→ TASK
Please output each entry exactly as it appears.

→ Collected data
════════════════

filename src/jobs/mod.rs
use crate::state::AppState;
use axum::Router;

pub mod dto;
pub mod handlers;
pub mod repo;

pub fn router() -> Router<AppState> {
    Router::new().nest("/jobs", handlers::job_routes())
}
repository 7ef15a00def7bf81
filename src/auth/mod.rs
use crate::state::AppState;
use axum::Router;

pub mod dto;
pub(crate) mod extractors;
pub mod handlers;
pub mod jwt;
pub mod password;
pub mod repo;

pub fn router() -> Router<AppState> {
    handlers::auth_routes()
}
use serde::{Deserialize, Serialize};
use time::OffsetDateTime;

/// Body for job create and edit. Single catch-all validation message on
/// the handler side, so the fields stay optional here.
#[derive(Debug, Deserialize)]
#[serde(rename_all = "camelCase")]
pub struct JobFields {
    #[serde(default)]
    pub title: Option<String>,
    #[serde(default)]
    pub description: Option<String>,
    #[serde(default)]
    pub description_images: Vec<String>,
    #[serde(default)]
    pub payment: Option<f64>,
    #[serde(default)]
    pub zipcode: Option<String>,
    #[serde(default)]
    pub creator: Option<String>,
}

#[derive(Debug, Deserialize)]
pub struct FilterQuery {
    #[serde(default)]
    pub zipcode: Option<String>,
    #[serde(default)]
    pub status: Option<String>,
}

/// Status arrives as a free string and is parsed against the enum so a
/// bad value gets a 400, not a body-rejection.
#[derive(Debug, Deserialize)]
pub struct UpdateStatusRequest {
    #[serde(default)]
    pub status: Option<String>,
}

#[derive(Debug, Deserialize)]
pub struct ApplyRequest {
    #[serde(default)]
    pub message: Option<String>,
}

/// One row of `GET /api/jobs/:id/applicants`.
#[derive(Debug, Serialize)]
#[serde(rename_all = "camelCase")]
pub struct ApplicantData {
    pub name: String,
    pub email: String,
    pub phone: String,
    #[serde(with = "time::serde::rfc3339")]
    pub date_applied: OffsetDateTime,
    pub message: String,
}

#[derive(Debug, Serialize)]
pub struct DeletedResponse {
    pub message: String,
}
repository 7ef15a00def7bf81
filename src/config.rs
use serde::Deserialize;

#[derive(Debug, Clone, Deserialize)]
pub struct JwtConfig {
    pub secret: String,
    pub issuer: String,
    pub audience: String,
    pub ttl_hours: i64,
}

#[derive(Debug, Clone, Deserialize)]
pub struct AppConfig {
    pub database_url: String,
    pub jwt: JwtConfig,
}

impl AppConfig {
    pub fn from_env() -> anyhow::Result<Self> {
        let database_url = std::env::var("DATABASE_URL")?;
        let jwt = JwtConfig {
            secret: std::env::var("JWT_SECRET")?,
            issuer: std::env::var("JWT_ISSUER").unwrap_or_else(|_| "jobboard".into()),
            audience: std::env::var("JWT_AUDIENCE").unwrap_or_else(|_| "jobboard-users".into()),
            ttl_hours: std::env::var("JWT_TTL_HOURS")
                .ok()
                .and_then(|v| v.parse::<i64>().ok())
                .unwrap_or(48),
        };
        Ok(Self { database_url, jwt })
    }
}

════════════════

→ TASK OUTPUT
filename src/jobs/mod.rs
use crate::state::AppState;
use axum::Router;

pub mod dto;
pub mod handlers;
pub mod repo;

pub fn router() -> Router<AppState> {
    Router::new().nest("/jobs", handlers::job_routes())
}
repository 7ef15a00def7bf81
filename src/auth/mod.rs
use crate::state::AppState;
use axum::Router;

pub mod dto;
pub(crate) mod extractors;
pub mod handlers;
pub mod jwt;
pub mod password;
pub mod repo;

pub fn router() -> Router<AppState> {
    handlers::auth_routes()
}
use serde::{Deserialize, Serialize};
use time::OffsetDateTime;

/// Body for job create and edit. Single catch-all validation message on
/// the handler side, so the fields stay optional here.
#[derive(Debug, Deserialize)]
#[serde(rename_all = "camelCase")]
pub struct JobFields {
    #[serde(default)]
    pub title: Option<String>,
    #[serde(default)]
    pub description: Option<String>,
    #[serde(default)]
    pub description_images: Vec<String>,
    #[serde(default)]
    pub payment: Option<f64>,
    #[serde(default)]
    pub zipcode: Option<String>,
    #[serde(default)]
    pub creator: Option<String>,
}

#[derive(Debug, Deserialize)]
pub struct FilterQuery {
    #[serde(default)]
    pub zipcode: Option<String>,
    #[serde(default)]
    pub status: Option<String>,
}

/// Status arrives as a free string and is parsed against the enum so a
/// bad value gets a 400, not a body-rejection.
#[derive(Debug, Deserialize)]
pub struct UpdateStatusRequest {
    #[serde(default)]
    pub status: Option<String>,
}

#[derive(Debug, Deserialize)]
pub struct ApplyRequest {
    #[serde(default)]
    pub message: Option<String>,
}

/// One row of `GET /api/jobs/:id/applicants`.
#[derive(Debug, Serialize)]
#[serde(rename_all = "camelCase")]
pub struct ApplicantData {
    pub name: String,
    pub email: String,
    pub phone: String,
    #[serde(with = "time::serde::rfc3339")]
    pub date_applied: OffsetDateTime,
    pub message: String,
}

#[derive(Debug, Serialize)]
pub struct DeletedResponse {
    pub message: String,
}
repository 7ef15a00def7bf81
filename src/config.rs
use serde::Deserialize;

#[derive(Debug, Clone, Deserialize)]
pub struct JwtConfig {
    pub secret: String,
    pub issuer: String,
    pub audience: String,
    pub ttl_hours: i64,
}

#[derive(Debug, Clone, Deserialize)]
pub struct AppConfig {
    pub database_url: String,
    pub jwt: JwtConfig,
}

impl AppConfig {
    pub fn from_env() -> anyhow::Result<Self> {
        let database_url = std::env::var("DATABASE_URL")?;
        let jwt = JwtConfig {
            secret: std::env::var("JWT_SECRET")?,
            issuer: std::env::var("JWT_ISSUER").unwrap_or_else(|_| "jobboard".into()),
            audience: std::env::var("JWT_AUDIENCE").unwrap_or_else(|_| "jobboard-users".into()),
            ttl_hours: std::env::var("JWT_TTL_HOURS")
                .ok()
                .and_then(|v| v.parse::<i64>().ok())
                .unwrap_or(48),
        };
        Ok(Self { database_url, jwt })
    }
}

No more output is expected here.